In their deserts of foam, tranquilly,
They prepare costly panelling
On which the city
Will daub its deceitful painting.
 
O, for those workmen, charming
Subjects of a king of Babylon,
Venus! Leave the lovers sleeping,
Whose souls a crown have on.
 
O Queen of the Shepherds
Take strong drink to the workers too,
So their efforts may be deferred
As they wait to bathe in the sea at noon.

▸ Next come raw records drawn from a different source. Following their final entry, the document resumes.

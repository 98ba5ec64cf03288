//! Gradient operators
//!
//! Forward difference gradient and backward divergence operators used by
//! the TV prior. The boundary condition is an explicit argument; for both
//! choices `bdiv` is exactly the negative adjoint of `fgrad`.

use crate::volume::BoundaryCondition;

/// Forward difference gradient operator (in-place)
///
/// Writes results directly into pre-allocated output buffers.
///
/// # Arguments
/// * `gx`, `gy`, `gz` - Output gradient components (must be pre-allocated to nx*ny*nz)
/// * `x` - Input array (nx * ny * nz)
/// * `nx`, `ny`, `nz` - Array dimensions
/// * `vsx`, `vsy`, `vsz` - Voxel sizes
/// * `bc` - Boundary condition
#[inline]
pub fn fgrad_inplace(
    gx: &mut [f64], gy: &mut [f64], gz: &mut [f64],
    x: &[f64],
    nx: usize, ny: usize, nz: usize,
    vsx: f64, vsy: f64, vsz: f64,
    bc: BoundaryCondition,
) {
    let hx = 1.0 / vsx;
    let hy = 1.0 / vsy;
    let hz = 1.0 / vsz;
    let periodic = bc == BoundaryCondition::Periodic;

    // Fortran order: index = i + j*nx + k*nx*ny
    for k in 0..nz {
        let k_last = k + 1 == nz;
        let kp1 = if k_last { 0 } else { k + 1 };
        let k_offset = k * nx * ny;
        let kp1_offset = kp1 * nx * ny;

        for j in 0..ny {
            let j_last = j + 1 == ny;
            let jp1 = if j_last { 0 } else { j + 1 };
            let j_offset = j * nx;
            let jp1_offset = jp1 * nx;

            for i in 0..nx {
                let i_last = i + 1 == nx;
                let ip1 = if i_last { 0 } else { i + 1 };

                let idx = i + j_offset + k_offset;
                let x_val = x[idx];

                gx[idx] = if periodic || !i_last {
                    (x[ip1 + j_offset + k_offset] - x_val) * hx
                } else {
                    0.0
                };
                gy[idx] = if periodic || !j_last {
                    (x[i + jp1_offset + k_offset] - x_val) * hy
                } else {
                    0.0
                };
                gz[idx] = if periodic || !k_last {
                    (x[i + j_offset + kp1_offset] - x_val) * hz
                } else {
                    0.0
                };
            }
        }
    }
}

/// Backward divergence operator (in-place)
///
/// `div = -∇ᵀ g`. Writes result directly into pre-allocated output buffer.
///
/// # Arguments
/// * `div` - Output divergence (must be pre-allocated to nx*ny*nz)
/// * `gx`, `gy`, `gz` - Gradient components
/// * `nx`, `ny`, `nz` - Array dimensions
/// * `vsx`, `vsy`, `vsz` - Voxel sizes
/// * `bc` - Boundary condition
#[inline]
pub fn bdiv_inplace(
    div: &mut [f64],
    gx: &[f64], gy: &[f64], gz: &[f64],
    nx: usize, ny: usize, nz: usize,
    vsx: f64, vsy: f64, vsz: f64,
    bc: BoundaryCondition,
) {
    let hx = 1.0 / vsx;
    let hy = 1.0 / vsy;
    let hz = 1.0 / vsz;
    let periodic = bc == BoundaryCondition::Periodic;

    for k in 0..nz {
        let km1 = if k == 0 { nz - 1 } else { k - 1 };
        let k_offset = k * nx * ny;
        let km1_offset = km1 * nx * ny;
        // Neumann: the last forward difference is identically zero
        let k_in = periodic || k + 1 < nz;
        let k_prev = periodic || k > 0;

        for j in 0..ny {
            let jm1 = if j == 0 { ny - 1 } else { j - 1 };
            let j_offset = j * nx;
            let jm1_offset = jm1 * nx;
            let j_in = periodic || j + 1 < ny;
            let j_prev = periodic || j > 0;

            for i in 0..nx {
                let im1 = if i == 0 { nx - 1 } else { i - 1 };
                let i_in = periodic || i + 1 < nx;
                let i_prev = periodic || i > 0;

                let idx = i + j_offset + k_offset;

                let dx = if i_in { gx[idx] } else { 0.0 }
                    - if i_prev { gx[im1 + j_offset + k_offset] } else { 0.0 };
                let dy = if j_in { gy[idx] } else { 0.0 }
                    - if j_prev { gy[i + jm1_offset + k_offset] } else { 0.0 };
                let dz = if k_in { gz[idx] } else { 0.0 }
                    - if k_prev { gz[i + j_offset + km1_offset] } else { 0.0 };

                div[idx] = dx * hx + dy * hy + dz * hz;
            }
        }
    }
}

/// Forward difference gradient operator
///
/// # Returns
/// Tuple of (gx, gy, gz) gradient components
pub fn fgrad(
    x: &[f64],
    nx: usize, ny: usize, nz: usize,
    vsx: f64, vsy: f64, vsz: f64,
    bc: BoundaryCondition,
) -> (Vec<f64>, Vec<f64>, Vec<f64>) {
    let n_total = nx * ny * nz;
    let mut gx = vec![0.0; n_total];
    let mut gy = vec![0.0; n_total];
    let mut gz = vec![0.0; n_total];
    fgrad_inplace(&mut gx, &mut gy, &mut gz, x, nx, ny, nz, vsx, vsy, vsz, bc);
    (gx, gy, gz)
}

/// Backward divergence operator (negative adjoint of forward gradient)
pub fn bdiv(
    gx: &[f64], gy: &[f64], gz: &[f64],
    nx: usize, ny: usize, nz: usize,
    vsx: f64, vsy: f64, vsz: f64,
    bc: BoundaryCondition,
) -> Vec<f64> {
    let mut div = vec![0.0; nx * ny * nz];
    bdiv_inplace(&mut div, gx, gy, gz, nx, ny, nz, vsx, vsy, vsz, bc);
    div
}

/// Reusable buffers for applying `∇ᵀ∇` on one lattice
pub struct LaplacianWorkspace {
    pub dims: [usize; 3],
    pub voxel_size: [f64; 3],
    pub bc: BoundaryCondition,
    gx: Vec<f64>,
    gy: Vec<f64>,
    gz: Vec<f64>,
}

impl LaplacianWorkspace {
    pub fn new(dims: [usize; 3], voxel_size: [f64; 3], bc: BoundaryCondition) -> Self {
        let n = dims[0] * dims[1] * dims[2];
        Self {
            dims, voxel_size, bc,
            gx: vec![0.0; n],
            gy: vec![0.0; n],
            gz: vec![0.0; n],
        }
    }

    /// `out = ∇ᵀ∇ x`
    pub fn apply(&mut self, x: &[f64], out: &mut [f64]) {
        let [nx, ny, nz] = self.dims;
        let [vsx, vsy, vsz] = self.voxel_size;
        fgrad_inplace(&mut self.gx, &mut self.gy, &mut self.gz, x, nx, ny, nz, vsx, vsy, vsz, self.bc);
        bdiv_inplace(out, &self.gx, &self.gy, &self.gz, nx, ny, nz, vsx, vsy, vsz, self.bc);
        for o in out.iter_mut() {
            *o = -*o;
        }
    }
}

/// Interior diagonal of `∇ᵀ∇`: `Σ_d 2 / vs_d²` over axes with more than one voxel
pub fn laplacian_diagonal(dims: [usize; 3], voxel_size: [f64; 3]) -> f64 {
    (0..3)
        .filter(|&d| dims[d] > 1)
        .map(|d| 2.0 / (voxel_size[d] * voxel_size[d]))
        .sum()
}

  • Compared to the previous section of verse, this one flows a bit more sonically. Well, at least something of the sort is established in the first two stanzas in the slant rhyme of "lasts" and "fast" and "sun" and "one."
  • Not sure what "Hesperidean" means? Do not pass go, and do not collect $200, but instead slide on over to the "Shout-Outs."
  • The speaker has just awoken from a night with his love. It's dawn, and he imagines idealized workers preparing fancy wooden paneling that will later be painted upon as decor for the uptown crowd.
  • Form alert! Although Rimbaud is definitely a bit of an avant-garde with his free-flowing form, here he's dabbling in an aubade.
  • Check out "Form and Meter" for more.
  • But, he's giving us a nice twist: instead of just lamenting the parting of lovers at the dawn, he welcomes this idealized image of workers of this king of Babylon, awaiting their turn to take a dip in the morning sea.

Lines 147-151

Poetical archaisms played a key role in my alchemy of the word.
I accustomed myself to pure hallucination: I saw quite clearly a mosque instead of a factory, a college of drummers consisting of angels, a salon in the depths of a lake; monsters, mysteries; a vaudeville title conjured up terrors before me.
Then I explained my magical sophisms with hallucinatory words!
I ended by treating my mental disorder as sacred. I was idle, prey to a heavy fever: I envied the happiness of beasts – caterpillars: that represent Limbo's innocence, moles: the sleep of virginity!
My character was embittered. I took my leave of the world in various ballads:

  • Rimbaud-speaker gives us some further examples of his power of poetry.
  • His style was once archaic. What good's poetry if it doesn't give us a good, old throwback once in awhile, arewerite?
  • The speaker's poetical eye could magically turn a factory into a beautiful mosque, or some drummers into angels.
  • It's all very hallucinatory, he admits—almost like a mental illness. All that poetry writing seems to have made him depressed and bitter, and his poetry was a sort of escapism that let him get away from the real world for awhile, such as in the example that he next gives.